Why Daily Reporting Exists
PM POSHAN serves crores of meals every working day, and the government needs to know that meals are actually being served. Daily reporting captures, for each school, how many children were fed on that day. This near real-time data drives fund release, monitoring and accountability, and it discourages false claims.
The SMS and App System
Many states use a simple SMS or mobile-app based system in which the school sends the day's figures to a central number or portal. The teacher in charge typically reports the number of children fed, often split by category, and sometimes whether the meal was served at all. Because the format is short and standardised, it can be sent quickly from any basic phone.
What to Report
A typical daily report includes the school identifier, the date, and the number of children served — commonly broken down by primary and upper primary, and by any additional category the state tracks. Some systems also capture whether an egg or special item was served. The figures reported should match the school's meal register exactly.
Common Reporting Mistakes
- Reporting enrolment instead of the children actually fed.
- Sending the report late or missing days, which shows up as gaps in the dashboard.
- Mismatch between the SMS figure and the physical meal register.
- Mixing up class categories so the per-child grain and cost no longer reconcile.

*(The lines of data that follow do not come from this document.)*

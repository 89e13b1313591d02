use std::sync::Arc;

use chrono::NaiveDate;
use tracing::{debug, info, warn};
use uuid::Uuid;

use crate::core::error::{AppError, Result};
use crate::features::damage_reports::models::{
    DamageFields, DamageHistory, DamageReport, DamageStatus, DraftChanges, NewDamageDraft,
    NewDamageHistory,
};
use crate::features::damage_reports::repositories::DamageReportRepository;
use crate::modules::storage::{ObjectStore, PhotoFolder, PhotoUpload};
use crate::shared::lifecycle::{ensure_transition, snapshot_all, TransitionMode};
use crate::shared::types::DateRange;
use crate::shared::validation::normalize_time;

/// Damage form as received from an employee, photos not yet stored
#[derive(Debug, Clone, Default)]
pub struct DamageForm {
    pub fields: DamageFields,
    pub before_photo: Option<PhotoUpload>,
    pub after_photo: Option<PhotoUpload>,
}

pub struct DamageReportService {
    repository: Arc<dyn DamageReportRepository>,
    store: Arc<dyn ObjectStore>,
}

impl DamageReportService {
    pub fn new(repository: Arc<dyn DamageReportRepository>, store: Arc<dyn ObjectStore>) -> Self {
        Self { repository, store }
    }

    pub async fn get_draft(&self, company_id: i64, date: NaiveDate) -> Result<Option<DamageReport>> {
        self.repository.find_open_draft(company_id, date).await
    }

    /// Update the open draft for (company, date), or create it.
    pub async fn save_draft(
        &self,
        company_id: i64,
        date: NaiveDate,
        form: DamageForm,
    ) -> Result<DamageReport> {
        let fields = normalize_fields(form.fields)?;
        let (before_photo_url, after_photo_url) =
            self.upload_photos(form.before_photo, form.after_photo).await;

        let changes = DraftChanges {
            fields,
            before_photo_url,
            after_photo_url,
        };

        if let Some(draft) = self.repository.find_open_draft(company_id, date).await? {
            return self.update_existing(draft, changes).await;
        }

        let inserted = self
            .repository
            .insert_draft(NewDamageDraft {
                company_id,
                report_date: date,
                fields: changes.fields.clone(),
                before_photo_url: changes.before_photo_url.clone(),
                after_photo_url: changes.after_photo_url.clone(),
            })
            .await;

        match inserted {
            Ok(draft) => {
                info!(
                    "Damage draft created: id={}, company={}, date={}",
                    draft.id, company_id, date
                );
                Ok(draft)
            }
            // Another request created the draft first: save onto it
            Err(e) if e.is_conflict() => {
                let draft = self
                    .repository
                    .find_open_draft(company_id, date)
                    .await?
                    .ok_or(e)?;
                self.update_existing(draft, changes).await
            }
            Err(e) => Err(e),
        }
    }

    async fn update_existing(&self, draft: DamageReport, changes: DraftChanges) -> Result<DamageReport> {
        ensure_transition(draft.status, DamageStatus::Draft, TransitionMode::Forward)?;
        let updated = self
            .repository
            .update_draft(draft.id, changes)
            .await?
            .ok_or_else(|| AppError::NotFound(format!("Damage draft {} not found", draft.id)))?;

        debug!("Damage draft updated: id={}", updated.id);
        Ok(updated)
    }

    /// Record the report in history, then remove the open draft for the slot.
    pub async fn submit(
        &self,
        company_id: i64,
        date: NaiveDate,
        form: DamageForm,
    ) -> Result<DamageHistory> {
        let fields = normalize_fields(form.fields)?;
        if fields.description.is_empty() {
            return Err(AppError::Validation("Description is required".to_string()));
        }

        let (before_photo_url, after_photo_url) =
            self.upload_photos(form.before_photo, form.after_photo).await;

        let draft = self.repository.find_open_draft(company_id, date).await?;
        if let Some(draft) = &draft {
            ensure_transition(draft.status, DamageStatus::Submitted, TransitionMode::Forward)?;
        }

        let row = NewDamageHistory {
            original_damage_id: draft.as_ref().map(|d| d.id),
            company_id,
            report_date: date,
            fields,
            before_photo_url: before_photo_url
                .or_else(|| draft.as_ref().and_then(|d| d.before_photo_url.clone())),
            after_photo_url: after_photo_url
                .or_else(|| draft.as_ref().and_then(|d| d.after_photo_url.clone())),
        };

        let history = self
            .repository
            .insert_history(vec![row])
            .await?
            .into_iter()
            .next()
            .ok_or_else(|| AppError::Internal("Damage history insert returned no row".to_string()))?;

        if let Some(draft) = draft {
            if !self.repository.delete(draft.id).await? {
                debug!("Damage draft {} was already removed", draft.id);
            }
        }

        info!(
            "Damage report submitted: history_id={}, company={}, date={}",
            history.id, company_id, date
        );
        Ok(history)
    }

    pub async fn list_drafts(&self, company_id: i64) -> Result<Vec<DamageReport>> {
        self.repository.list_drafts(company_id).await
    }

    /// Reassign a draft of `company_id` to another day
    pub async fn move_draft(&self, company_id: i64, id: Uuid, date: NaiveDate) -> Result<DamageReport> {
        let report = self.find_owned(company_id, id).await?;
        ensure_transition(report.status, DamageStatus::Draft, TransitionMode::Forward)?;

        let moved = self
            .repository
            .move_draft(id, date)
            .await
            .map_err(|e| {
                if e.is_conflict() {
                    AppError::Conflict(format!("A draft already exists for {}", date))
                } else {
                    e
                }
            })?
            .ok_or_else(|| AppError::NotFound(format!("Damage draft {} not found", id)))?;

        info!(
            "Damage draft moved: id={}, from={}, to={}",
            id, report.report_date, date
        );
        Ok(moved)
    }

    pub async fn delete_report(&self, company_id: i64, id: Uuid) -> Result<()> {
        self.find_owned(company_id, id).await?;
        if !self.repository.delete(id).await? {
            return Err(AppError::NotFound(format!("Damage report {} not found", id)));
        }

        info!("Damage report deleted: id={}", id);
        Ok(())
    }

    pub async fn list_history(
        &self,
        company_id: Option<i64>,
        range: DateRange,
    ) -> Result<Vec<DamageHistory>> {
        self.repository.list_history(company_id, range).await
    }

    /// Live reports that are submitted and flagged archived, not yet moved to history
    pub async fn list_pending_archive(
        &self,
        company_id: Option<i64>,
        range: DateRange,
    ) -> Result<Vec<DamageReport>> {
        self.repository.list_archivable(company_id, range).await
    }

    /// Move the submitted+archived live reports of a day into history and clear them.
    /// Earlier history copies of the same reports are replaced, so a retry never
    /// duplicates them.
    pub async fn archive_day(&self, company_id: i64, date: NaiveDate) -> Result<usize> {
        let reports = self
            .repository
            .list_archivable(Some(company_id), DateRange::single(date))
            .await?;
        if reports.is_empty() {
            return Ok(0);
        }

        let ids: Vec<Uuid> = reports.iter().map(|r| r.id).collect();
        self.repository.delete_history_for(&ids).await?;
        self.repository.insert_history(snapshot_all(&reports)).await?;
        self.repository.delete_many(&ids).await?;

        info!(
            "Archived {} damage report(s) for company={}, date={}",
            reports.len(),
            company_id,
            date
        );
        Ok(reports.len())
    }

    async fn find_owned(&self, company_id: i64, id: Uuid) -> Result<DamageReport> {
        self.repository
            .find(id)
            .await?
            .filter(|r| r.company_id == company_id)
            .ok_or_else(|| AppError::NotFound(format!("Damage report {} not found", id)))
    }

    async fn upload_photos(
        &self,
        before: Option<PhotoUpload>,
        after: Option<PhotoUpload>,
    ) -> (Option<String>, Option<String>) {
        tokio::join!(
            self.upload_best_effort(PhotoFolder::DamageBefore, before),
            self.upload_best_effort(PhotoFolder::DamageAfter, after),
        )
    }

    /// A failed upload leaves the URL unset; the report itself is still saved
    async fn upload_best_effort(&self, folder: PhotoFolder, photo: Option<PhotoUpload>) -> Option<String> {
        let photo = photo?;
        match self.store.put_photo(folder, photo).await {
            Ok(url) => Some(url),
            Err(e) => {
                warn!("Photo upload to {} failed: {}", folder.as_path(), e);
                None
            }
        }
    }
}

fn normalize_fields(fields: DamageFields) -> Result<DamageFields> {
    Ok(DamageFields {
        description: fields.description.trim().to_string(),
        start_time: normalize_time("start_time", fields.start_time)?,
        end_time: normalize_time("end_time", fields.end_time)?,
    })
}
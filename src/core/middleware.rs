use crate::core::error::AppError;
use crate::features::auth::JwtValidator;
use axum::{
    body::Body,
    extract::{Request, State},
    http::{header, HeaderValue, StatusCode},
    middleware::Next,
    response::Response,
};
use base64::prelude::*;
use std::sync::Arc;
use tower_http::cors::{AllowOrigin, Any, CorsLayer};
use tower_http::request_id::{MakeRequestId, RequestId};
use tracing::Span;
use uuid::Uuid;

/// Request ID generator using UUID v7 (time-ordered)
#[derive(Clone, Copy)]
pub struct MakeRequestUuid;

impl MakeRequestId for MakeRequestUuid {
    fn make_request_id<B>(&mut self, _request: &axum::http::Request<B>) -> Option<RequestId> {
        let id = Uuid::now_v7().to_string();
        HeaderValue::from_str(&id).ok().map(RequestId::new)
    }
}

/// MakeSpan that tags every request span with its request id
#[derive(Clone, Debug)]
pub struct MakeSpanWithRequestId;

impl<B> tower_http::trace::MakeSpan<B> for MakeSpanWithRequestId {
    fn make_span(&mut self, request: &axum::http::Request<B>) -> Span {
        let request_id = request
            .headers()
            .get("x-request-id")
            .and_then(|v| v.to_str().ok())
            .unwrap_or("-");

        tracing::info_span!(
            "request",
            method = %request.method(),
            uri = %request.uri(),
            request_id = %request_id,
        )
    }
}

pub fn cors_layer(allowed_origins: Vec<String>) -> CorsLayer {
    let cors = CorsLayer::new().allow_methods(Any).allow_headers(Any);

    if allowed_origins.iter().any(|o| o == "*") {
        cors.allow_origin(Any)
    } else {
        let origins: Vec<HeaderValue> = allowed_origins
            .iter()
            .filter_map(|o| o.parse().ok())
            .collect();
        cors.allow_origin(AllowOrigin::list(origins))
    }
}

/// Gate for the Swagger UI: compares the decoded Basic credentials with
/// `username:password` from configuration.
pub async fn basic_auth_middleware(
    State(valid_credentials): State<Arc<String>>,
    req: Request,
    next: Next,
) -> Response {
    let authorized = req
        .headers()
        .get(header::AUTHORIZATION)
        .and_then(|h| h.to_str().ok())
        .and_then(|h| h.strip_prefix("Basic "))
        .and_then(|encoded| BASE64_STANDARD.decode(encoded).ok())
        .and_then(|decoded| String::from_utf8(decoded).ok())
        .is_some_and(|creds| creds == *valid_credentials);

    if authorized {
        return next.run(req).await;
    }

    let mut response = Response::new(Body::from("Unauthorized"));
    *response.status_mut() = StatusCode::UNAUTHORIZED;
    response.headers_mut().insert(
        header::WWW_AUTHENTICATE,
        HeaderValue::from_static("Basic realm=\"Swagger UI\""),
    );
    response
}

pub async fn auth_middleware(
    State(validator): State<Arc<JwtValidator>>,
    mut req: Request,
    next: Next,
) -> Result<Response, AppError> {
    let auth_header = req
        .headers()
        .get(header::AUTHORIZATION)
        .and_then(|h| h.to_str().ok())
        .ok_or_else(|| AppError::Unauthorized("Missing authorization header".to_string()))?;

    let token = auth_header.strip_prefix("Bearer ").ok_or_else(|| {
        AppError::Unauthorized("Invalid authorization header format".to_string())
    })?;

    let user = validator.validate_token(token)?;

    req.extensions_mut().insert(user);
    Ok(next.run(req).await)
}
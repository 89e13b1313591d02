use chrono::{DateTime, Utc};
use serde::{Deserialize, Serialize};
use sqlx::{FromRow, Type};
use utoipa::ToSchema;
use uuid::Uuid;

use crate::shared::constants::{ROLE_ADMIN, ROLE_CLIENT, ROLE_INVENTORY_WORKER, ROLE_MANAGER};

/// Role of an application account, matching the `app_role` database enum
#[derive(Debug, Clone, Copy, PartialEq, Eq, Serialize, Deserialize, Type, ToSchema)]
#[sqlx(type_name = "app_role", rename_all = "snake_case")]
#[serde(rename_all = "snake_case")]
pub enum AppRole {
    Admin,
    Manager,
    InventoryWorker,
    Client,
}

impl AppRole {
    pub fn as_str(&self) -> &'static str {
        match self {
            AppRole::Admin => ROLE_ADMIN,
            AppRole::Manager => ROLE_MANAGER,
            AppRole::InventoryWorker => ROLE_INVENTORY_WORKER,
            AppRole::Client => ROLE_CLIENT,
        }
    }
}

impl std::fmt::Display for AppRole {
    fn fmt(&self, f: &mut std::fmt::Formatter<'_>) -> std::fmt::Result {
        f.write_str(self.as_str())
    }
}

#[derive(Debug, Clone, FromRow)]
pub struct AppUser {
    pub id: Uuid,
    pub username: String,
    pub password_hash: String,
    pub role: AppRole,
    pub company_name: Option<String>,
    pub created_at: DateTime<Utc>,
    pub updated_at: DateTime<Utc>,
}

#[derive(Debug, Clone)]
pub struct NewAppUser {
    pub username: String,
    pub password_hash: String,
    pub role: AppRole,
    pub company_name: Option<String>,
}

Keeping the Numbers Consistent
The safest practice is to take the attendance count at serving time, record it in the meal register, and report exactly that figure. Using the calculator to generate the day's class-wise report gives you a clean record that you can keep alongside the reporting log, so the SMS figure, the register and the cost calculation all agree.
Why It Helps the School
Consistent, timely reporting protects a school during inspection and helps ensure that funds and grain keep flowing. It also builds a reliable record over the month, which makes the monthly consolidation and any audit far simpler. Treating the daily report as a routine part of serving the meal — not an afterthought — keeps everything in order.